Cinquanta’s flight from Kathmandu was scheduled to leave this evening (April 24). Pastor Poudel had to fly to Kathmandu Tuesday morning (April 23), while Shrivastava had to return to India by bus by 2 p.m. Wednesday, though they were still under police remand, according to Bista.

Christian leaders in Nepal expressed their shock at the detentions and deportation.

“When detained, these Christians were not preaching or roaming on the streets or even distributing anything,” Pastor Sagar Baizu, spokesperson of the Federation of National Christians in Nepal (FNCN), told Morning Star News. “They were detained from their hotel rooms in early morning hours. It is shocking that they are kept in the police custody since 7:30 in the morning and not being released.”

Bista expressed his displeasure at discrimination against a minority faith.

“I am really disappointed, this is pure harassment,” he said. “They are portraying us [Christians] as ‘bad.’”

Christian leaders noted that the superintendent of police who led the detentions, Pandey, was also behind the arrests of seven men and one woman in Charikot, Dolakha District on false charges in June 2016. Charged with trying to convert children to Christianity after the Christians were found distributing pamphlets about Christ in a Christian school, the eight Christians were acquitted on Dec. 6, 2016. Pandey was then deputy superintendent of police at the district police office of Dolakha.

Morning Star News spoke to an officer at police district headquarters in Dang who confirmed that three Christians were in custody but refused to give further details.

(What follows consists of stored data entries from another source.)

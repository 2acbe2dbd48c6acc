//! Access log record definitions
//!
//! A `LogRecord` is one parsed line of the nginx access log. Records are
//! immutable once produced by the parser; classification and filtering
//! happen on the aggregation side.

use chrono::{DateTime, Utc};
use serde::{Deserialize, Serialize};

/// Path prefix served by the static file storage
pub const STATIC_FILE_PREFIX: &str = "/filestore/";

/// Status code counted as "other" traffic
pub const OTHER_TRAFFIC_STATUS: u16 = 400;

/// Status code that is never aggregated
pub const IGNORED_STATUS: u16 = 410;

/// Domains that are never aggregated, regardless of status
pub const DEFAULT_IGNORED_DOMAINS: &[&str] = &["cdn.redham.ru", "*"];

/// One line of the access log
#[derive(Debug, Clone, PartialEq, Serialize, Deserialize)]
pub struct LogRecord {
    /// Client address with the parenthetical suffix stripped
    pub client_ip: String,

    /// Request time, normalized to UTC
    pub time: DateTime<Utc>,

    /// Request duration in seconds
    pub duration: f64,

    /// HTTP verb
    pub verb: String,

    /// Request path (may contain spaces)
    pub path: String,

    /// Response status code
    pub status: u16,

    /// Response size in bytes
    pub size: u64,

    /// Requested host name
    pub domain: String,

    pub referrer: String,
    pub user_agent: String,
}

/// Traffic class a request is billed under
#[derive(Debug, Clone, Copy, PartialEq, Eq, Hash, Serialize, Deserialize)]
pub enum TrafficClass {
    /// Requests served from the file storage prefix
    StaticFile,
    /// Regular application requests
    Dynamic,
    /// Requests answered with the sentinel status
    Other,
}

impl TrafficClass {
    pub const ALL: [TrafficClass; 3] = [
        TrafficClass::StaticFile,
        TrafficClass::Dynamic,
        TrafficClass::Other,
    ];

    pub fn as_str(&self) -> &'static str {
        match self {
            TrafficClass::StaticFile => "files",
            TrafficClass::Dynamic => "dynamic",
            TrafficClass::Other => "other",
        }
    }
}

impl std::fmt::Display for TrafficClass {
    fn fmt(&self, f: &mut std::fmt::Formatter<'_>) -> std::fmt::Result {
        f.write_str(self.as_str())
    }
}

impl LogRecord {
    /// Classify the record. The static file check wins over the status check.
    pub fn traffic_class(&self) -> TrafficClass {
        if self.path.starts_with(STATIC_FILE_PREFIX) {
            TrafficClass::StaticFile
        } else if self.status == OTHER_TRAFFIC_STATUS {
            TrafficClass::Other
        } else {
            TrafficClass::Dynamic
        }
    }
}

/// Drops records that must never reach aggregation
#[derive(Debug, Clone)]
pub struct RecordFilter {
    ignored_domains: Vec<String>,
}

impl Default for RecordFilter {
    fn default() -> Self {
        Self::new(DEFAULT_IGNORED_DOMAINS.iter().map(|d| d.to_string()))
    }
}

impl RecordFilter {
    pub fn new(ignored_domains: impl IntoIterator<Item = String>) -> Self {
        Self {
            ignored_domains: ignored_domains
                .into_iter()
                .map(|d| d.to_lowercase())
                .collect(),
        }
    }

    pub fn should_ignore(&self, record: &LogRecord) -> bool {
        if record.status == IGNORED_STATUS {
            return true;
        }
        self.ignored_domains
            .iter()
            .any(|d| d.eq_ignore_ascii_case(&record.domain))
    }
}

#[cfg(test)]
mod tests {
    use super::*;
    use chrono::TimeZone;

    fn record(path: &str, status: u16, domain: &str) -> LogRecord {
        LogRecord {
            client_ip: "10.0.0.1".to_string(),
            time: Utc.with_ymd_and_hms(2016, 7, 31, 18, 54, 30).unwrap(),
            duration: 0.1,
            verb: "GET".to_string(),
            path: path.to_string(),
            status,
            size: 100,
            domain: domain.to_string(),
            referrer: "-".to_string(),
            user_agent: "UA".to_string(),
        }
    }

    #[test]
    fn test_classification() {
        assert_eq!(
            record("/filestore/x.jpg", 200, "a.com").traffic_class(),
            TrafficClass::StaticFile
        );
        assert_eq!(
            record("/filestore/x.jpg", 400, "a.com").traffic_class(),
            TrafficClass::StaticFile
        );
        assert_eq!(record("/api", 400, "a.com").traffic_class(), TrafficClass::Other);
        assert_eq!(record("/api", 500, "a.com").traffic_class(), TrafficClass::Dynamic);
        assert_eq!(
            record("/some/file.jpg", 200, "a.com").traffic_class(),
            TrafficClass::Dynamic
        );
    }

    #[test]
    fn test_default_filter() {
        let filter = RecordFilter::default();
        assert!(filter.should_ignore(&record("/", 410, "a.com")));
        assert!(filter.should_ignore(&record("/", 200, "*")));
        assert!(filter.should_ignore(&record("/", 200, "CDN.redham.ru")));
        assert!(!filter.should_ignore(&record("/", 200, "a.com")));
        assert!(!filter.should_ignore(&record("/", 400, "a.com")));
    }
}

He handed the phone to a more senior officer, who denied any knowledge of the detentions and hung up.

Around 500 Christian leaders scheduled a peace rally in protest against the detentions today and will hold a press conference.

An increase in persecution of Christians in Nepal began after a new criminal code was passed in October 2017, which took effect in August 2018.

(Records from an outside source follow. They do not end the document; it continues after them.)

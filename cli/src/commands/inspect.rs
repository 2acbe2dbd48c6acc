//! Inspect command implementation

use std::collections::HashMap;
use std::path::PathBuf;

use anyhow::{Context, Result};
use clap::Args;
use colored::Colorize;
use logmeter_agent::parse_line;
use logmeter_shared::{ConsumptionRecord, RecordFilter};
use serde::Serialize;
use tokio::io::{AsyncBufRead, AsyncBufReadExt, BufReader};

use crate::output;

#[derive(Args, Debug)]
pub struct InspectArgs {
    /// Access log file to read
    pub file: PathBuf,

    /// Show only the N domains with the most traffic
    #[arg(short, long)]
    pub top: Option<usize>,

    /// Print the summary as JSON
    #[arg(long)]
    pub json: bool,
}

#[derive(Debug, Default, Clone, PartialEq, Eq, Serialize)]
pub struct DomainTotals {
    pub domain: String,
    pub requests: u64,
    pub bytes: u64,
    pub files: u64,
    pub dynamic: u64,
    pub other: u64,
}

impl DomainTotals {
    fn new(domain: String, usage: &ConsumptionRecord) -> Self {
        Self {
            domain,
            requests: usage.total_requests(),
            bytes: usage.total_bytes(),
            files: usage.files,
            dynamic: usage.dynamic,
            other: usage.other,
        }
    }
}

#[derive(Debug, Default, Serialize)]
pub struct LogSummary {
    pub lines: u64,
    pub unparsed: u64,
    pub ignored: u64,
    /// Sorted by bytes, highest first
    pub domains: Vec<DomainTotals>,
}

/// Tally every line of `reader` per domain and traffic class.
pub async fn summarize<R: AsyncBufRead + Unpin>(reader: R) -> std::io::Result<LogSummary> {
    let filter = RecordFilter::default();
    let mut summary = LogSummary::default();
    let mut domains: HashMap<String, ConsumptionRecord> = HashMap::new();

    let mut lines = reader.lines();
    while let Some(line) = lines.next_line().await? {
        if line.trim().is_empty() {
            continue;
        }
        summary.lines += 1;
        let record = match parse_line(&line) {
            Ok(record) => record,
            Err(_) => {
                summary.unparsed += 1;
                continue;
            }
        };
        if filter.should_ignore(&record) {
            summary.ignored += 1;
            continue;
        }

        domains
            .entry(record.domain.to_lowercase())
            .or_default()
            .add(record.traffic_class(), record.size);
    }

    summary.domains = domains
        .into_iter()
        .map(|(domain, usage)| DomainTotals::new(domain, &usage))
        .collect();
    summary
        .domains
        .sort_by(|a, b| b.bytes.cmp(&a.bytes).then_with(|| a.domain.cmp(&b.domain)));
    Ok(summary)
}

pub async fn run(args: InspectArgs) -> Result<()> {
    let file = tokio::fs::File::open(&args.file)
        .await
        .with_context(|| format!("Cannot open {}", args.file.display()))?;
    let mut summary = summarize(BufReader::new(file))
        .await
        .with_context(|| format!("Cannot read {}", args.file.display()))?;
    if let Some(top) = args.top {
        summary.domains.truncate(top);
    }

    if args.json {
        println!("{}", serde_json::to_string_pretty(&summary)?);
        return Ok(());
    }

    println!(
        "{:<40} {:>10} {:>12} {:>12} {:>12}",
        "DOMAIN".bold(),
        "REQUESTS".bold(),
        "FILES".bold(),
        "DYNAMIC".bold(),
        "OTHER".bold()
    );
    for d in &summary.domains {
        println!(
            "{:<40} {:>10} {:>12} {:>12} {:>12}",
            d.domain,
            d.requests,
            output::format_bytes(d.files),
            output::format_bytes(d.dynamic),
            output::format_bytes(d.other)
        );
    }

    output::info(&format!(
        "{} lines, {} ignored",
        summary.lines, summary.ignored
    ));
    if summary.unparsed > 0 {
        output::warning(&format!("{} lines could not be parsed", summary.unparsed));
    }
    Ok(())
}

#[cfg(test)]
mod tests {
    use super::*;

    fn line(path: &str, status: u16, size: u64, domain: &str) -> String {
        format!(
            "10.0.0.1(-) \"[31/Jul/2016:22:54:30 +0400]\" \"0.1\" \"GET {path} HTTP/1.1\" \"{status}\" \"{size}\" \"{domain}\" \"-\" \"UA\"\n"
        )
    }

    #[tokio::test]
    async fn test_summarize() {
        let log = [
            line("/filestore/a.png", 200, 100, "a.com"),
            line("/", 200, 40, "A.com"),
            line("/x", 400, 5, "b.com"),
            line("/gone", 410, 1000, "b.com"),
            "broken line\n".to_string(),
            "\n".to_string(),
        ]
        .concat();

        let summary = summarize(log.as_bytes()).await.unwrap();
        assert_eq!(summary.lines, 5);
        assert_eq!(summary.unparsed, 1);
        assert_eq!(summary.ignored, 1);
        assert_eq!(summary.domains.len(), 2);
        assert_eq!(
            summary.domains[0],
            DomainTotals {
                domain: "a.com".to_string(),
                requests: 2,
                bytes: 140,
                files: 100,
                dynamic: 40,
                other: 0,
            }
        );
        assert_eq!(summary.domains[1].other, 5);
    }

    #[tokio::test]
    async fn test_inspect_file() {
        let dir = tempfile::tempdir().unwrap();
        let path = dir.path().join("access.log");
        std::fs::write(&path, line("/", 200, 1, "a.com")).unwrap();
        let args = InspectArgs {
            file: path,
            top: Some(1),
            json: true,
        };
        assert!(run(args).await.is_ok());
    }
}
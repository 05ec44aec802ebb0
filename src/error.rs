//! Error types for remote DID resolution.
//!
//! This module provides the error taxonomy for the resolution pipeline. It
//! uses the `thiserror` crate for error handling. Errors never cross the
//! public resolver boundary as `Err` values: the entry points fold every
//! failure into the `resolutionMetadata` of the returned envelope, using
//! the registered error token reported by [`ResolutionError::kind`].

use std::fmt;

use thiserror::Error;
use url::ParseError;

/// Errors that can occur while resolving a DID through a remote endpoint
#[derive(Error, Debug)]
pub enum ResolutionError {
    /// The input string is not a valid DID URL
    #[error("Invalid DID URL: {0}")]
    InvalidDid(String),

    /// A DID URL query parameter outside the allowed set was supplied
    #[error("Invalid DID URL query parameter: {0}")]
    InvalidQueryParameter(String),

    /// The configured resolution endpoint is not a valid URL
    #[error("Invalid resolution endpoint URL: {0}")]
    InvalidEndpoint(#[from] ParseError),

    /// The request to the resolution endpoint failed
    #[error("DID must resolve to a valid https URL containing a JSON document: {0}")]
    Request(#[from] reqwest::Error),

    /// The endpoint responded with a body that is not a JSON resolution result
    #[error("DID must resolve to a valid https URL containing a JSON document: {0}")]
    Json(#[from] serde_json::Error),

    /// The endpoint response carried no DID document
    #[error("No matching DID document found for requested DID.")]
    DocumentNotFound,

    /// The resolved document identifies a different DID than the one requested
    #[error("DID document id does not match requested DID.")]
    DocumentMismatch,

    /// No driver is registered for the DID method
    #[error("Unsupported DID method: {0}")]
    UnsupportedMethod(String),
}

impl ResolutionError {
    /// The error token carried in `resolutionMetadata.error` for this failure
    pub fn kind(&self) -> ErrorKind {
        match self {
            Self::InvalidDid(_) | Self::InvalidQueryParameter(_) => ErrorKind::InvalidDidUrl,
            Self::UnsupportedMethod(_) => ErrorKind::MethodNotSupported,
            _ => ErrorKind::NotFound,
        }
    }
}

/// Error tokens from the DID specification registries
#[derive(Debug, Clone, Copy, PartialEq, Eq)]
pub enum ErrorKind {
    /// `invalidDidUrl`: the DID URL or one of its query parameters is invalid
    InvalidDidUrl,

    /// `notFound`: transport failure, malformed body, missing document, or a
    /// document that does not belong to the requested DID
    NotFound,

    /// `methodNotSupported`: no driver registered for the DID method,
    /// reported by registry dispatch only
    MethodNotSupported,
}

impl ErrorKind {
    /// String form used on the wire
    pub fn as_str(&self) -> &'static str {
        match self {
            ErrorKind::InvalidDidUrl => "invalidDidUrl",
            ErrorKind::NotFound => "notFound",
            ErrorKind::MethodNotSupported => "methodNotSupported",
        }
    }
}

impl fmt::Display for ErrorKind {
    fn fmt(&self, f: &mut fmt::Formatter<'_>) -> fmt::Result {
        f.write_str(self.as_str())
    }
}
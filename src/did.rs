//! DID URL parsing.
//!
//! This module handles the decomposition of DID URLs into their
//! components. A DID URL has the shape
//! `did:<method>:<id>[/path][?query][#fragment]`; resolution dispatches
//! on the method, forwards the query to the remote endpoint after
//! validation, and never transmits the path or fragment.

use std::fmt;

use crate::error::ResolutionError;

/// A parsed DID URL.
#[derive(Debug, Clone, PartialEq)]
pub struct DidUrl {
    /// The base DID without path, query or fragment,
    /// e.g. `did:example:123`.
    pub did: String,
    /// The method name, e.g. `example`.
    pub method: String,
    /// The method-specific identifier, which may itself contain colons.
    pub id: String,
    /// Optional path component, without the leading `/`.
    pub path: Option<String>,
    /// Optional query string, without the leading `?`.
    pub query: Option<String>,
    /// Optional fragment, without the leading `#`.
    pub fragment: Option<String>,
}

impl DidUrl {
    /// Parses and validates a DID URL string.
    ///
    /// The method name must be non-empty lowercase ASCII letters or
    /// digits and the method-specific identifier must be non-empty.
    /// Empty path, query or fragment components are treated as absent.
    ///
    /// # Arguments
    ///
    /// * `input` - The DID URL to parse
    pub fn parse(input: &str) -> Result<Self, ResolutionError> {
        let invalid = || ResolutionError::InvalidDid(input.to_string());

        let (rest, fragment) = match input.split_once('#') {
            Some((rest, fragment)) => (rest, Some(fragment)),
            None => (input, None),
        };
        let (rest, query) = match rest.split_once('?') {
            Some((rest, query)) => (rest, Some(query)),
            None => (rest, None),
        };
        let (did, path) = match rest.split_once('/') {
            Some((did, path)) => (did, Some(path)),
            None => (rest, None),
        };

        let (method, id) = did
            .strip_prefix("did:")
            .and_then(|s| s.split_once(':'))
            .ok_or_else(invalid)?;

        if method.is_empty()
            || !method
                .chars()
                .all(|c| c.is_ascii_lowercase() || c.is_ascii_digit())
        {
            return Err(invalid());
        }
        if id.is_empty() {
            return Err(invalid());
        }

        Ok(DidUrl {
            did: did.to_string(),
            method: method.to_string(),
            id: id.to_string(),
            path: path.filter(|p| !p.is_empty()).map(str::to_string),
            query: query.filter(|q| !q.is_empty()).map(str::to_string),
            fragment: fragment.filter(|f| !f.is_empty()).map(str::to_string),
        })
    }
}

impl fmt::Display for DidUrl {
    fn fmt(&self, f: &mut fmt::Formatter<'_>) -> fmt::Result {
        write!(f, "{}", self.did)?;
        if let Some(path) = &self.path {
            write!(f, "/{}", path)?;
        }
        if let Some(query) = &self.query {
            write!(f, "?{}", query)?;
        }
        if let Some(fragment) = &self.fragment {
            write!(f, "#{}", fragment)?;
        }
        Ok(())
    }
}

Cinquanta said that while at the police station from 7:30 a.m. to 6 p.m., she was given almost no opportunity to speak.

“Almost all their conversation with my friends was in Nepali, which I don’t understand,” she said. “Only once near the beginning of the interrogations an officer harshly accused me (falsely) but didn’t offer me a chance to reply.

“I am appalled. I had thought Nepal was more friendly to tourists, but this shows us at least Dang area law enforcement would rather err on the side of attacking minorities and discriminate rather than take time to understand a person’s real intentions.”

Cinquanta told Morning Star News in a text that police did not allow her to get her hypothyroid medication before arresting her, and that it was not included in her luggage that police brought to the police station.

“These meds are very specialized, and I will now have to go several days without them until I get to the U.S., where I can have a new prescription called in,” she wrote while being taken by bus to Kathmandu, a trip of 15 hours that she endured in spite of lower back pain and Restless Leg Syndrome that normally keeps her from traveling more than five hours.

“Then I have to get on the airplane to the U.S.,” she said. “In total I will have gone around 65 hours without sleep.”

Cinquanta said she was preparing to open a guest house in Nepal, and eventually a coffee/snack shop and a travel agency, as she has many friends around the world who want to visit.

“I sincerely hope this issue gets resolved so I and many more of my friends can come and bless and enjoy this beautiful country,” she said. “The thought of not being able to return makes me unbearably sad to the point of tears. I have made precious friends here who are like my own family. To not be able to see them will break my heart.”

Nepal was ranked 32nd on Christian support organization Open Doors’ 2019 World Watch List of the countries where it is most difficult to be a Christian.